The changes in acidity, or pH, are quite small, so researchers use so-called spectrophotometric procedures that can detect differences down to 0.001 pH units. These methods were first used at sea on a 1991 cruise in the Pacific from Tahiti to Alaska. Last year, researchers retraced their route to see how things had changed.

Acidity was almost exactly the same as before in the deep ocean, 3 to 5 kilometers below the surface. But in the upper 700 meters, the waters had on average become more acidic by 0.025 pH units--matching the prediction of computer models, says Richard Feely, an oceanographer with the U.S. National Oceanic and Atmospheric Administration in Seattle, Washington. He described the findings yesterday here at the annual meeting of the American Association for the Advancement of Science (which publishes ScienceNOW).
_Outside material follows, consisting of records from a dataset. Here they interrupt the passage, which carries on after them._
#[cfg(test)]
mod tests {
    use super::*;
    use crate::context::{NeverFatal, NoProgress};
    use crate::types::ExistingPolicy;
    use anyhow::bail;
    use std::cell::RefCell;
    use std::collections::{BTreeMap, BTreeSet};

    /// Target recording every call in order
    #[derive(Default)]
    struct Recorder {
        registered: RefCell<BTreeMap<&'static str, BTreeSet<String>>>,
        calls: RefCell<Vec<String>>,
        listing_fails: Option<&'static str>,
    }

    impl Recorder {
        fn with(kind: &'static str, names: &[&str]) -> Self {
            let recorder = Self::default();
            recorder
                .registered
                .borrow_mut()
                .insert(kind, names.iter().map(|s| s.to_string()).collect());
            recorder
        }

        fn calls(&self) -> Vec<String> {
            self.calls.borrow().clone()
        }
    }

    struct Inspector;

    impl StateInspector<Recorder> for Inspector {
        fn registered(
            &self,
            target: &Recorder,
            resource_type: &str,
        ) -> anyhow::Result<BTreeSet<String>> {
            target.calls.borrow_mut().push(format!("list {resource_type}"));
            if target.listing_fails == Some(resource_type) {
                bail!("connection refused");
            }
            Ok(target
                .registered
                .borrow()
                .get(resource_type)
                .cloned()
                .unwrap_or_default())
        }
    }

    struct FatalOnUnreachable;

    impl FailureClassifier for FatalOnUnreachable {
        fn is_fatal(&self, error: &anyhow::Error) -> bool {
            error.to_string().contains("unreachable")
        }
    }

    #[derive(Debug)]
    struct Item {
        kind: &'static str,
        name: &'static str,
        policy: ExistingPolicy,
        unsupported: Option<&'static str>,
        fails_with: Option<&'static str>,
    }

    impl Item {
        fn new(kind: &'static str, name: &'static str) -> Self {
            Self {
                kind,
                name,
                policy: ExistingPolicy::Skip,
                unsupported: None,
                fails_with: None,
            }
        }
    }

    impl Resource<Recorder> for Item {
        fn id(&self) -> String {
            self.name.to_string()
        }

        fn description(&self) -> String {
            format!("{} {}", self.kind, self.name)
        }

        fn resource_type(&self) -> &'static str {
            self.kind
        }

        fn existing_policy(&self) -> ExistingPolicy {
            self.policy
        }

        fn unsupported(&self) -> Option<String> {
            self.unsupported.map(String::from)
        }

        fn create(&self, ctx: &mut ApplyContext<'_, Recorder>) -> anyhow::Result<()> {
            ctx.target
                .calls
                .borrow_mut()
                .push(format!("create {}", self.name));
            if let Some(msg) = self.fails_with {
                bail!("{msg}");
            }
            Ok(())
        }

        fn delete(&self, ctx: &mut ApplyContext<'_, Recorder>) -> anyhow::Result<()> {
            ctx.target
                .calls
                .borrow_mut()
                .push(format!("delete {}", self.name));
            Ok(())
        }
    }

    fn run(
        plan: &ExecutionPlan<Recorder>,
        target: &Recorder,
        opts: &ExecuteOptions,
    ) -> Result<ExecuteSummary, ExecuteError> {
        execute(plan, target, opts, &Inspector, &FatalOnUnreachable, &mut NoProgress)
    }

    #[test]
    fn test_stages_run_in_order_and_list_before_apply() {
        let mut plan = ExecutionPlan::new();
        plan.push_stage("bucket", vec![Box::new(Item::new("bucket", "b1"))]);
        plan.push_stage("view", vec![Box::new(Item::new("view", "v1"))]);

        let target = Recorder::default();
        let summary = run(&plan, &target, &ExecuteOptions::default()).unwrap();

        assert_eq!(
            target.calls(),
            vec!["list bucket", "create b1", "list view", "create v1"]
        );
        assert_eq!(summary.created, 2);
        assert!(summary.is_success());
    }

    #[test]
    fn test_empty_stage_is_not_inspected() {
        let mut plan = ExecutionPlan::new();
        plan.push_stage("bucket", Vec::new());
        plan.push_stage("view", vec![Box::new(Item::new("view", "v1"))]);

        let target = Recorder::default();
        let summary = run(&plan, &target, &ExecuteOptions::default()).unwrap();

        assert_eq!(target.calls(), vec!["list view", "create v1"]);
        assert_eq!(summary.stages.len(), 1);
    }

    #[test]
    fn test_registered_resource_is_skipped() {
        let mut plan = ExecutionPlan::new();
        plan.push_stage(
            "view",
            vec![
                Box::new(Item::new("view", "v1")),
                Box::new(Item::new("view", "v2")),
            ],
        );

        let target = Recorder::with("view", &["v1"]);
        let summary = run(&plan, &target, &ExecuteOptions::default()).unwrap();

        assert_eq!(target.calls(), vec!["list view", "create v2"]);
        assert_eq!(summary.no_change, 1);
        assert_eq!(summary.created, 1);
        assert_eq!(summary.stages[0].registered, 1);
    }

    #[test]
    fn test_recreate_deletes_then_creates() {
        let mut item = Item::new("package", "utils");
        item.policy = ExistingPolicy::Recreate;
        let mut plan = ExecutionPlan::new();
        plan.push_stage("package", vec![Box::new(item)]);

        let target = Recorder::with("package", &["utils"]);
        let summary = run(&plan, &target, &ExecuteOptions::default()).unwrap();

        assert_eq!(
            target.calls(),
            vec!["list package", "delete utils", "create utils"]
        );
        assert_eq!(summary.recreated, 1);
        assert_eq!(summary.warnings, vec!["package 'utils' was overwritten"]);
    }

    #[test]
    fn test_unsupported_is_reported_without_calls() {
        let mut item = Item::new("rdbms", "legacy");
        item.unsupported = Some("unsupported database type 'db2'");
        let mut plan = ExecutionPlan::new();
        plan.push_stage("rdbms", vec![Box::new(item)]);

        let target = Recorder::default();
        let summary = run(&plan, &target, &ExecuteOptions::default()).unwrap();

        assert_eq!(target.calls(), vec!["list rdbms"]);
        assert_eq!(summary.unsupported, 1);
        assert!(summary.is_success());
        assert_eq!(summary.warnings.len(), 1);
    }

    #[test]
    fn test_local_failure_continues() {
        let mut broken = Item::new("view", "broken");
        broken.fails_with = Some("HTTP 400: syntax error");
        let mut plan = ExecutionPlan::new();
        plan.push_stage(
            "view",
            vec![Box::new(broken), Box::new(Item::new("view", "ok"))],
        );

        let target = Recorder::default();
        let summary = run(&plan, &target, &ExecuteOptions::default()).unwrap();

        assert_eq!(target.calls(), vec!["list view", "create broken", "create ok"]);
        assert_eq!(summary.failed, 1);
        assert_eq!(summary.created, 1);
        assert!(matches!(
            summary.outcome("view", "broken").unwrap().result,
            ApplyResult::Failed { .. }
        ));
    }

    #[test]
    fn test_fatal_failure_aborts_with_partial_summary() {
        let mut down = Item::new("view", "v1");
        down.fails_with = Some("service unreachable");
        let mut plan = ExecutionPlan::new();
        plan.push_stage("bucket", vec![Box::new(Item::new("bucket", "b1"))]);
        plan.push_stage(
            "view",
            vec![Box::new(down), Box::new(Item::new("view", "v2"))],
        );
        plan.push_stage("package", vec![Box::new(Item::new("package", "p1"))]);

        let target = Recorder::default();
        let err = run(&plan, &target, &ExecuteOptions::default()).unwrap_err();

        assert!(matches!(err, ExecuteError::Aborted { .. }));
        assert_eq!(err.stage(), "view");
        assert_eq!(err.summary().created, 1);
        assert_eq!(err.summary().failed, 1);
        assert_eq!(
            target.calls(),
            vec!["list bucket", "create b1", "list view", "create v1"]
        );
    }

    #[test]
    fn test_never_fatal_records_everything() {
        let mut down = Item::new("view", "v1");
        down.fails_with = Some("service unreachable");
        let mut plan = ExecutionPlan::new();
        plan.push_stage("view", vec![Box::new(down)]);

        let target = Recorder::default();
        let summary = execute(
            &plan,
            &target,
            &ExecuteOptions::default(),
            &Inspector,
            &NeverFatal,
            &mut NoProgress,
        )
        .unwrap();
        assert_eq!(summary.failed, 1);
    }

    #[test]
    fn test_inspect_failure_stops_before_stage() {
        let mut plan = ExecutionPlan::new();
        plan.push_stage("bucket", vec![Box::new(Item::new("bucket", "b1"))]);
        plan.push_stage("view", vec![Box::new(Item::new("view", "v1"))]);

        let target = Recorder {
            listing_fails: Some("view"),
            ..Default::default()
        };
        let err = run(&plan, &target, &ExecuteOptions::default()).unwrap_err();

        assert!(matches!(err, ExecuteError::Inspect { .. }));
        assert_eq!(err.stage(), "view");
        assert_eq!(err.summary().created, 1);
        assert_eq!(target.calls(), vec!["list bucket", "create b1", "list view"]);
    }

    #[test]
    fn test_dry_run_issues_no_mutations() {
        let mut plan = ExecutionPlan::new();
        plan.push_stage(
            "view",
            vec![
                Box::new(Item::new("view", "v1")),
                Box::new(Item::new("view", "v2")),
            ],
        );

        let target = Recorder::with("view", &["v1"]);
        let opts = ExecuteOptions { dry_run: true };
        let summary = run(&plan, &target, &opts).unwrap();

        assert_eq!(target.calls(), vec!["list view"]);
        assert_eq!(summary.no_change, 1);
        assert_eq!(summary.skipped, 1);
    }

    #[test]
    fn test_progress_callbacks() {
        #[derive(Default)]
        struct Events(Vec<String>);

        impl ProgressCallback for Events {
            fn on_stage_start(&mut self, kind: &str, count: usize) {
                self.0.push(format!("start {kind} {count}"));
            }
            fn on_resource_start(&mut self, diff: &crate::diff::ResourceDiff) {
                self.0.push(format!("begin {}", diff.resource_id));
            }
            fn on_resource_complete(
                &mut self,
                diff: &crate::diff::ResourceDiff,
                result: &ApplyResult,
            ) {
                self.0.push(format!("end {} {:?}", diff.resource_id, result));
            }
            fn on_stage_complete(&mut self, kind: &str) {
                self.0.push(format!("done {kind}"));
            }
        }

        let mut plan = ExecutionPlan::new();
        plan.push_stage("view", vec![Box::new(Item::new("view", "v1"))]);

        let target = Recorder::default();
        let mut events = Events::default();
        execute(
            &plan,
            &target,
            &ExecuteOptions::default(),
            &Inspector,
            &NeverFatal,
            &mut events,
        )
        .unwrap();

        assert_eq!(
            events.0,
            vec!["start view 1", "begin v1", "end v1 Created", "done view"]
        );
    }
}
In addition, dissolved inorganic carbon had become more prevalent in surface waters over the past 15 years. Factoring this in with the change in acidity, Feely and his colleagues calculate that the aragonite saturation horizon is rising rapidly. In the North Pacific, this danger zone is migrating upward through the ocean about 1 meter per year. This change is largely due to human-caused increases in C02, Feely says. Off the California coast, the rate is 5 meters per year, higher perhaps because of changes in ocean currents.

"This is a huge change in the ocean," said James Orr of the International Atomic Energy Agency Marine Environmental Laboratory in Monaco, in a related presentation at the meeting. John Guinotte of the Marine Conservation Biology Institute in Bellevue, Washington, who was not involved, agrees. The rate of change is "amazing," he says.